Phospholipids (phosphatidylserine, phosphatidylethanolamine and lysophosphatidylcholine, but not phosphatidylinositol) and gangliosides stimulated the activity of tryptophan hydroxylase extracted from the brainstem of adult rats. This effect was pH dependent; it was much more pronounced at alkaline pH (8.3) than at pH 7.6 (pH for tryptophan hydroxylase assay under standard conditions); this resulted in a shift of the optimal pH for tryptophan hydroxylase activity from 7.6 to 7.9 when phosphatidylserine was included in the assay mixture. Another change concerned the apparent affinity of the enzyme for its cofactor, 6-MPH 4, which doubled in the presence of phosphatidylserine. These alterations did not completely resemble those induced by sodium dodecylsulfate (SDS), suggesting that the detergent properties of phosphatidylserine were not solely responsible for tryptophan hydroxylase activation. This conclusion was strengthened by the observation that phosphatidylserine and SDS exerted opposite effects on tryptophan hydroxylase from young (16 day-old) rats: at pH 7.6, SDS stimulated, whereas the phospholipid largely inhibited the enzymic activity. Pretreatment of the 35,000 g supernatant of an homogenate of brainstem from adult rats with phospholipase A or C resulted in the activation of tryptophan hydroxylase.
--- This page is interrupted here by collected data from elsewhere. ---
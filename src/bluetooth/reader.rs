// Copyright 2026 Daniel Pelikan
//
// Licensed under the Apache License, Version 2.0 (the "License");
// you may not use this file except in compliance with the License.
// You may obtain a copy of the License at
//
//     http://www.apache.org/licenses/LICENSE-2.0
//
// Unless required by applicable law or agreed to in writing, software
// distributed under the License is distributed on an "AS IS" BASIS,
// WITHOUT WARRANTIES OR CONDITIONS OF ANY KIND, either express or implied.
// See the License for the specific language governing permissions and
// limitations under the License.

//! Background line reader for an open link.

use std::sync::Arc;
use tokio::task::JoinHandle;
use tokio_util::sync::CancellationToken;
use tracing::{debug, error, info};

use super::link::{Link, LinkError};

/// Receives what the reader observes on the link.
///
/// Calls happen on the reader task, one at a time, in arrival order.
pub trait LineSink: Send + Sync {
    /// A non-empty line arrived.
    fn on_line(&self, line: String);

    /// The peer closed the stream.
    fn on_end_of_stream(&self);

    /// A read failed; the reader has stopped.
    fn on_read_error(&self, error: LinkError);
}

/// How the read loop finished.
#[derive(Debug, Clone, Copy, PartialEq, Eq)]
pub enum ReaderExit {
    Cancelled,
    EndOfStream,
    Failed,
}

/// Handle to a running read loop.
pub struct FrameReader {
    cancel: CancellationToken,
    task: Option<JoinHandle<ReaderExit>>,
}

impl FrameReader {
    /// Start reading `link` on a new task.
    pub fn spawn(link: Arc<Link>, sink: Arc<dyn LineSink>) -> Self {
        let cancel = CancellationToken::new();
        let task = tokio::spawn(Self::run(link, sink, cancel.clone()));
        Self {
            cancel,
            task: Some(task),
        }
    }

    async fn run(link: Arc<Link>, sink: Arc<dyn LineSink>, cancel: CancellationToken) -> ReaderExit {
        info!("Reading from {}", link.address());

        loop {
            let result = tokio::select! {
                biased;
                _ = cancel.cancelled() => {
                    debug!("Reader for {} cancelled", link.address());
                    return ReaderExit::Cancelled;
                }
                result = link.read_line() => result,
            };

            match result {
                Ok(Some(line)) if line.is_empty() => {}
                Ok(Some(line)) => {
                    debug!("Received: {}", line);
                    sink.on_line(line);
                }
                Ok(None) => {
                    info!("Connection closed by remote");
                    sink.on_end_of_stream();
                    return ReaderExit::EndOfStream;
                }
                Err(e) => {
                    error!("Read error: {}", e);
                    sink.on_read_error(e);
                    return ReaderExit::Failed;
                }
            }
        }
    }

    /// Whether the read loop has finished.
    pub fn is_finished(&self) -> bool {
        self.task.as_ref().map_or(true, |task| task.is_finished())
    }

    /// Signal cancellation without waiting.
    pub fn signal(&self) {
        self.cancel.cancel();
    }

    /// Stop the read loop and wait for the task to end.
    pub async fn cancel(self) -> ReaderExit {
        self.cancel.cancel();
        self.join().await
    }

    /// Wait for the read loop to end on its own.
    pub async fn join(mut self) -> ReaderExit {
        let Some(task) = self.task.take() else {
            return ReaderExit::Cancelled;
        };
        match task.await {
            Ok(exit) => exit,
            Err(e) => {
                error!("Reader task ended abnormally: {}", e);
                ReaderExit::Failed
            }
        }
    }
}

impl Drop for FrameReader {
    fn drop(&mut self) {
        self.cancel.cancel();
    }
}
// Copyright 2026 Daniel Pelikan
//
// Licensed under the Apache License, Version 2.0 (the "License");
// you may not use this file except in compliance with the License.
// You may obtain a copy of the License at
//
//     http://www.apache.org/licenses/LICENSE-2.0
//
// Unless required by applicable law or agreed to in writing, software
// distributed under the License is distributed on an "AS IS" BASIS,
// WITHOUT WARRANTIES OR CONDITIONS OF ANY KIND, either express or implied.
// See the License for the specific language governing permissions and
// limitations under the License.

//! Bluetooth communication module.
//!
//! Handles the RFCOMM link to the device and the line reader on top of it.

mod adapter;
mod link;
pub mod loopback;
mod platform;
mod protocol;
mod reader;

pub use adapter::BluezPlatform;
pub use link::{BoxedStream, Link, LinkError, LinkErrorKind, LinkStream, MAX_LINE_LEN};
pub use platform::{
    format_address, parse_address, Endpoint, PairedDevice, Platform, UNKNOWN_DEVICE_NAME,
};
pub use protocol::{
    unconfirmed_text, AckTable, Acknowledgement, DeviceCommand, ACK_LED_OFF, ACK_LED_ON, SPP_UUID,
};
pub use reader::{FrameReader, LineSink, ReaderExit};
This suggests that changes in the composition of endogenous phospholipids (notably the formation of lysophosphatides and the removal of possible inhibitory phospholipids) in the vicinity of tryptophan hydroxylase may alter its activity. These results are discussed in relation to the possible role of phospholipids in the control of tryptophan hydroxylase activity under physiological conditions.